De acordo com o Tribunal da Régua, a vítima foi sempre submetida pelos pais - donos de uma bijutaria - a um estilo de vida superprotetor, ficando sem retaguarda depois de falecerem.
Conhecedores da herança e das limitações da vizinha, os arguidos Vítor C. e Floripes R. "decidiram em conjugação de esforços ganhar a confiança da ofendida a fim de se apropriarem dos seus bens e explorar o estabelecimento comercial".
Meses depois da mãe da herdeira ter falecido, em 2013, procuraram ganhar a confiança da vítima. Convidavam-na para jantares e convívios.
Depois, passaram a fazer questão de lhe pagar despesas e "chegaram inclusive a pagar algumas dívidas, de valor reduzido, que esta contraiu nas Finanças". Também insistiram na liquidação de faturas da EDP ou da água e ainda nas despesas funerárias da mãe da vítima.
Assinou documentos
A subtração de bens começou pelo carro, um Ford Escort antigo. Convenceram a vítima de que tinha de passar o carro para o nome da arguida para saldar parte das dívidas.
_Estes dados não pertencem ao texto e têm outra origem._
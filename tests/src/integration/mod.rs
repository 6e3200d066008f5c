//! # Integration Flows
//!
//! Raw wire objects submitted through `process`, asserting the stage that
//! stops them and the repository state left behind.

#[cfg(test)]
mod contracts_and_documents;
#[cfg(test)]
mod identities;
#[cfg(test)]
mod name_service;

#[cfg(test)]
pub(crate) mod support {
    use qc_18_platform_state::{InMemoryStateRepository, PlatformConfig, PlatformStateService};
    use quantum_telemetry::{init_logging, TelemetryConfig};
    use std::sync::Arc;

    pub const BLOCK_TIME_MS: u64 = 1_700_000_000_000;

    /// Install logging when `QC_LOG_LEVEL` is set.
    pub fn init_test_logging() {
        let config = TelemetryConfig::from_env();
        if std::env::var("QC_LOG_LEVEL").is_ok() {
            let _ = init_logging(&config);
        }
    }

    pub async fn service_with(
        config: PlatformConfig,
    ) -> (
        PlatformStateService<InMemoryStateRepository>,
        Arc<InMemoryStateRepository>,
    ) {
        init_test_logging();
        let repository = Arc::new(InMemoryStateRepository::with_block_time(BLOCK_TIME_MS));
        let service = PlatformStateService::initialize(Arc::clone(&repository), config)
            .await
            .expect("service initializes");
        (service, repository)
    }

    pub async fn service() -> (
        PlatformStateService<InMemoryStateRepository>,
        Arc<InMemoryStateRepository>,
    ) {
        service_with(PlatformConfig::default()).await
    }
}
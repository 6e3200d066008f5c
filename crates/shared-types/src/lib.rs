//! # Shared Types Crate
//!
//! Value types shared by every platform crate: the 32-byte [`Identifier`],
//! its textual encodings, and the hashing primitives used for id derivation.
//!
//! ## Design Principles
//!
//! - **Byte Equality**: two identifiers are equal iff their bytes are equal.
//!   Base58, base64 and hex renderings are views, never distinct identities.
//! - **Canonical Wire Form**: binary values serialize as byte sequences; the
//!   textual encodings are only applied at interchange boundaries.

pub mod encoding;
pub mod errors;
pub mod hashing;
pub mod identifier;

pub use encoding::{decode_binary, encode_binary, Encoding};
pub use errors::*;
pub use hashing::{hash160, sha256, sha256d, Hash, PublicKeyHash};
pub use identifier::Identifier;
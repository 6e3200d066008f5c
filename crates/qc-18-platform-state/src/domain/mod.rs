//! # Domain Layer
//!
//! Entities, transitions and the consensus error model. Nothing in here
//! performs I/O.

pub mod asset_lock;
pub mod data_contract;
pub mod document;
pub mod errors;
pub mod identity;
pub mod transitions;
pub mod validation_result;

pub use asset_lock::*;
pub use data_contract::*;
pub use document::*;
pub use errors::*;
pub use identity::*;
pub use transitions::*;
pub use validation_result::ValidationResult;
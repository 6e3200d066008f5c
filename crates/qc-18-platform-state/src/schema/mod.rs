//! # Schemas
//!
//! Static schema documents and the pattern-compatibility engine. The
//! validator itself sits behind the [`SchemaValidator`](crate::ports::SchemaValidator)
//! port.

pub mod definitions;
pub mod pattern;

pub use definitions::SchemaKind;
pub use pattern::PatternEngine;
//! # Adapters
//!
//! | Adapter | Port |
//! |---------|------|
//! | [`InMemoryStateRepository`] | [`StateRepository`](crate::ports::StateRepository) |
//! | [`JsonSchemaValidator`] | [`SchemaValidator`](crate::ports::SchemaValidator) |

pub mod json_schema;
pub mod memory_repository;

pub use json_schema::JsonSchemaValidator;
pub use memory_repository::InMemoryStateRepository;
A herdeira assinou uma declaração de venda e o carro mudou de nome, em janeiro de 2014.
Depois, sempre com a "desculpa" das dívidas, fizeram-na assinar um documento autorizando a cedência da bijutaria, situada no Mercado Municipal. Com um documento emitido por um médico a atestar a patologia da vítima, obtiveram a autorização camarária para explorar a loja.
Um mês depois, convenceram a mulher a acompanhá-los ao Cartório Notarial de Lamego. Aqui, assinou uma habilitação de herdeiros e uma escritura de compra e venda do apartamento na Régua, onde a vítima vivia, de dois lugares de garagens e de um imóvel em Mesão Frio. No papel estava a vender a herança à arguida por 53 mil euros, mas nunca os recebeu.
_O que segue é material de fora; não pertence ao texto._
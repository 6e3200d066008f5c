//! # Document Transitions
//!
//! Sub-transitions carried by a documents batch, tagged by `$action`:
//!
//! | Action | Discriminant |
//! |--------|--------------|
//! | Create | 0 |
//! | Replace | 1 |
//! | Delete | 3 |

use crate::domain::data_contract::DataContract;
use crate::domain::document::{generate_document_id, Document, INITIAL_REVISION};
use crate::domain::errors::PlatformError;
use serde::{Deserialize, Deserializer, Serialize, Serializer};
use serde_json::{Map, Value};
use shared_types::Identifier;

/// Document transition discriminant.
#[derive(Debug, Clone, Copy, PartialEq, Eq, Hash, PartialOrd, Ord)]
#[repr(u8)]
pub enum DocumentAction {
    Create = 0,
    Replace = 1,
    Delete = 3,
}

impl DocumentAction {
    pub fn name(self) -> &'static str {
        match self {
            Self::Create => "create",
            Self::Replace => "replace",
            Self::Delete => "delete",
        }
    }
}

impl TryFrom<u64> for DocumentAction {
    type Error = u64;

    fn try_from(value: u64) -> Result<Self, Self::Error> {
        match value {
            0 => Ok(Self::Create),
            1 => Ok(Self::Replace),
            3 => Ok(Self::Delete),
            other => Err(other),
        }
    }
}

/// Create a new document.
#[derive(Debug, Clone, PartialEq, Serialize, Deserialize)]
pub struct DocumentCreateTransition {
    #[serde(rename = "$id")]
    pub id: Identifier,
    #[serde(rename = "$type")]
    pub document_type: String,
    #[serde(rename = "$dataContractId")]
    pub data_contract_id: Identifier,
    #[serde(rename = "$entropy")]
    pub entropy: [u8; 32],
    #[serde(rename = "$createdAt", default, skip_serializing_if = "Option::is_none")]
    pub created_at: Option<u64>,
    #[serde(rename = "$updatedAt", default, skip_serializing_if = "Option::is_none")]
    pub updated_at: Option<u64>,
    #[serde(flatten)]
    pub data: Map<String, Value>,
}

impl DocumentCreateTransition {
    /// Create transition whose id is derived from the given entropy.
    pub fn new(
        contract: &DataContract,
        owner_id: &Identifier,
        document_type: impl Into<String>,
        entropy: [u8; 32],
        data: Map<String, Value>,
    ) -> Self {
        let document_type = document_type.into();
        Self {
            id: generate_document_id(&contract.id, owner_id, &document_type, &entropy),
            document_type,
            data_contract_id: contract.id,
            entropy,
            created_at: None,
            updated_at: None,
            data,
        }
    }

    /// Id this transition must carry for its entropy.
    pub fn expected_id(&self, owner_id: &Identifier) -> Identifier {
        generate_document_id(
            &self.data_contract_id,
            owner_id,
            &self.document_type,
            &self.entropy,
        )
    }

    /// The document this transition creates.
    pub fn to_document(&self, owner_id: Identifier, protocol_version: u32) -> Document {
        Document {
            protocol_version,
            id: self.id,
            document_type: self.document_type.clone(),
            data_contract_id: self.data_contract_id,
            owner_id,
            revision: INITIAL_REVISION,
            created_at: self.created_at,
            updated_at: self.updated_at,
            data: self.data.clone(),
        }
    }
}

/// Replace the data of an existing document.
#[derive(Debug, Clone, PartialEq, Serialize, Deserialize)]
pub struct DocumentReplaceTransition {
    #[serde(rename = "$id")]
    pub id: Identifier,
    #[serde(rename = "$type")]
    pub document_type: String,
    #[serde(rename = "$dataContractId")]
    pub data_contract_id: Identifier,
    #[serde(rename = "$revision")]
    pub revision: u64,
    #[serde(rename = "$createdAt", default, skip_serializing_if = "Option::is_none")]
    pub created_at: Option<u64>,
    #[serde(rename = "$updatedAt", default, skip_serializing_if = "Option::is_none")]
    pub updated_at: Option<u64>,
    #[serde(flatten)]
    pub data: Map<String, Value>,
}

impl DocumentReplaceTransition {
    /// The stored document after replacement. Identity fields and the
    /// creation time are carried forward from `existing`.
    pub fn to_document(&self, existing: &Document) -> Document {
        Document {
            protocol_version: existing.protocol_version,
            id: existing.id,
            document_type: existing.document_type.clone(),
            data_contract_id: existing.data_contract_id,
            owner_id: existing.owner_id,
            revision: self.revision,
            created_at: existing.created_at,
            updated_at: self.updated_at.or(existing.updated_at),
            data: self.data.clone(),
        }
    }
}

/// Delete an existing document.
#[derive(Debug, Clone, PartialEq, Serialize, Deserialize)]
pub struct DocumentDeleteTransition {
    #[serde(rename = "$id")]
    pub id: Identifier,
    #[serde(rename = "$type")]
    pub document_type: String,
    #[serde(rename = "$dataContractId")]
    pub data_contract_id: Identifier,
}

/// A documents batch sub-transition.
#[derive(Debug, Clone, PartialEq)]
pub enum DocumentTransition {
    Create(DocumentCreateTransition),
    Replace(DocumentReplaceTransition),
    Delete(DocumentDeleteTransition),
}

impl DocumentTransition {
    pub fn action(&self) -> DocumentAction {
        match self {
            Self::Create(_) => DocumentAction::Create,
            Self::Replace(_) => DocumentAction::Replace,
            Self::Delete(_) => DocumentAction::Delete,
        }
    }

    pub fn id(&self) -> Identifier {
        match self {
            Self::Create(t) => t.id,
            Self::Replace(t) => t.id,
            Self::Delete(t) => t.id,
        }
    }

    pub fn document_type(&self) -> &str {
        match self {
            Self::Create(t) => &t.document_type,
            Self::Replace(t) => &t.document_type,
            Self::Delete(t) => &t.document_type,
        }
    }

    pub fn data_contract_id(&self) -> Identifier {
        match self {
            Self::Create(t) => t.data_contract_id,
            Self::Replace(t) => t.data_contract_id,
            Self::Delete(t) => t.data_contract_id,
        }
    }

    /// User data, absent for deletes.
    pub fn data(&self) -> Option<&Map<String, Value>> {
        match self {
            Self::Create(t) => Some(&t.data),
            Self::Replace(t) => Some(&t.data),
            Self::Delete(_) => None,
        }
    }

    /// Canonical wire object with its `$action` discriminant.
    pub fn to_object(&self) -> Result<Value, PlatformError> {
        let body = match self {
            Self::Create(t) => serde_json::to_value(t),
            Self::Replace(t) => serde_json::to_value(t),
            Self::Delete(t) => serde_json::to_value(t),
        }
        .map_err(|e| decoding_error(e.to_string()))?;
        let mut object = match body {
            Value::Object(map) => map,
            _ => Map::new(),
        };
        object.insert("$action".into(), Value::from(self.action() as u8));
        Ok(Value::Object(object))
    }

    /// Decode a canonical wire object.
    pub fn from_object(mut value: Value) -> Result<Self, PlatformError> {
        let object = value
            .as_object_mut()
            .ok_or_else(|| decoding_error("expected an object".into()))?;
        let action = object
            .remove("$action")
            .and_then(|a| a.as_u64())
            .ok_or_else(|| decoding_error("missing $action".into()))
            .and_then(|a| {
                DocumentAction::try_from(a)
                    .map_err(|a| decoding_error(format!("unknown $action {a}")))
            })?;
        match action {
            DocumentAction::Create => serde_json::from_value(value).map(Self::Create),
            DocumentAction::Replace => serde_json::from_value(value).map(Self::Replace),
            DocumentAction::Delete => serde_json::from_value(value).map(Self::Delete),
        }
        .map_err(|e| decoding_error(e.to_string()))
    }
}

fn decoding_error(message: String) -> PlatformError {
    PlatformError::Decoding {
        entity: "document transition",
        message,
    }
}

impl Serialize for DocumentTransition {
    fn serialize<S: Serializer>(&self, serializer: S) -> Result<S::Ok, S::Error> {
        self.to_object()
            .map_err(serde::ser::Error::custom)?
            .serialize(serializer)
    }
}

impl<'de> Deserialize<'de> for DocumentTransition {
    fn deserialize<D: Deserializer<'de>>(deserializer: D) -> Result<Self, D::Error> {
        let value = Value::deserialize(deserializer)?;
        Self::from_object(value).map_err(serde::de::Error::custom)
    }
}

#[cfg(test)]
mod tests {
    use super::*;
    use serde_json::json;

    fn contract() -> DataContract {
        let documents = json!({ "note": { "type": "object" } });
        DataContract::new(
            1,
            Identifier::new([1; 32]),
            &[2; 32],
            documents.as_object().cloned().unwrap(),
            None,
        )
    }

    fn data(message: &str) -> Map<String, Value> {
        json!({ "message": message }).as_object().cloned().unwrap()
    }

    #[test]
    fn test_create_id_derived_from_entropy() {
        let owner = Identifier::new([9; 32]);
        let create = DocumentCreateTransition::new(&contract(), &owner, "note", [3; 32], data("hi"));
        assert_eq!(create.id, create.expected_id(&owner));
        assert_ne!(create.id, create.expected_id(&Identifier::new([8; 32])));
    }

    #[test]
    fn test_object_keeps_action_and_user_data() {
        let owner = Identifier::new([9; 32]);
        let transition = DocumentTransition::Create(DocumentCreateTransition::new(
            &contract(),
            &owner,
            "note",
            [3; 32],
            data("hi"),
        ));
        let object = transition.to_object().unwrap();
        assert_eq!(object["$action"], 0);
        assert_eq!(object["message"], "hi");
        assert!(object.get("$createdAt").is_none());
        assert_eq!(DocumentTransition::from_object(object).unwrap(), transition);
    }

    #[test]
    fn test_reserved_action_two_is_unknown() {
        assert_eq!(DocumentAction::try_from(2), Err(2));
        let value = json!({ "$action": 2, "$id": Identifier::default().to_value() });
        assert!(DocumentTransition::from_object(value).is_err());
    }

    #[test]
    fn test_replace_carries_forward_identity_fields() {
        let existing = Document {
            protocol_version: 1,
            id: Identifier::new([1; 32]),
            document_type: "note".into(),
            data_contract_id: Identifier::new([2; 32]),
            owner_id: Identifier::new([3; 32]),
            revision: 1,
            created_at: Some(10),
            updated_at: Some(10),
            data: data("old"),
        };
        let replace = DocumentReplaceTransition {
            id: existing.id,
            document_type: "note".into(),
            data_contract_id: existing.data_contract_id,
            revision: 2,
            created_at: None,
            updated_at: Some(20),
            data: data("new"),
        };
        let updated = replace.to_document(&existing);
        assert_eq!(updated.owner_id, existing.owner_id);
        assert_eq!(updated.created_at, Some(10));
        assert_eq!(updated.updated_at, Some(20));
        assert_eq!(updated.revision, 2);
        assert_eq!(updated.data, data("new"));
    }
}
Acabaram por despejar a mulher, para a mandar viver para casa da mãe da arguida em Lamego. Ficou lá apenas 15 dias. Acabou por ter de viver, até agora, do rendimento social de inserção e da benevolência da Santa Casa da Régua.
Advogada
Penhorada por causa dos arguidos
Os arguidos devolveram os imóveis à vítima. Mas o casal não pagou os impostos da nova escritura e o Fisco exige o dinheiro à vítima, arriscando ser penhorada por causa de uma dívida de 7 mil euros. "Ficou acordado por escrito que os arguidos pagariam as despesas e impostos inerentes a esta escritura. Apesar disso, até hoje a ofendida não tem os imóveis registados em seu nome, pois os arguidos recusam pagar", explicou ao JN Adélia Moreira, advogada da vítima.
Pormenores
Transtorno
Falta de interesse em relações sociais, tendência a um estilo de vida solitário, frieza emocional e apatia são os sintomas do transtorno de personalidade esquizoide, a deficiência de que sofre a vítima.
Sem recordações
A ofendida ficou sem qualquer recordação física da sua infância ou de seus pais. Os arguidos terão deitado ao lixo todos os seus bens pessoais quando se apoderaram dos imóveis.
Com a ajuda da Segurança Social, a vítima vive num quarto, há mais de seis anos, desde que foi "despejada".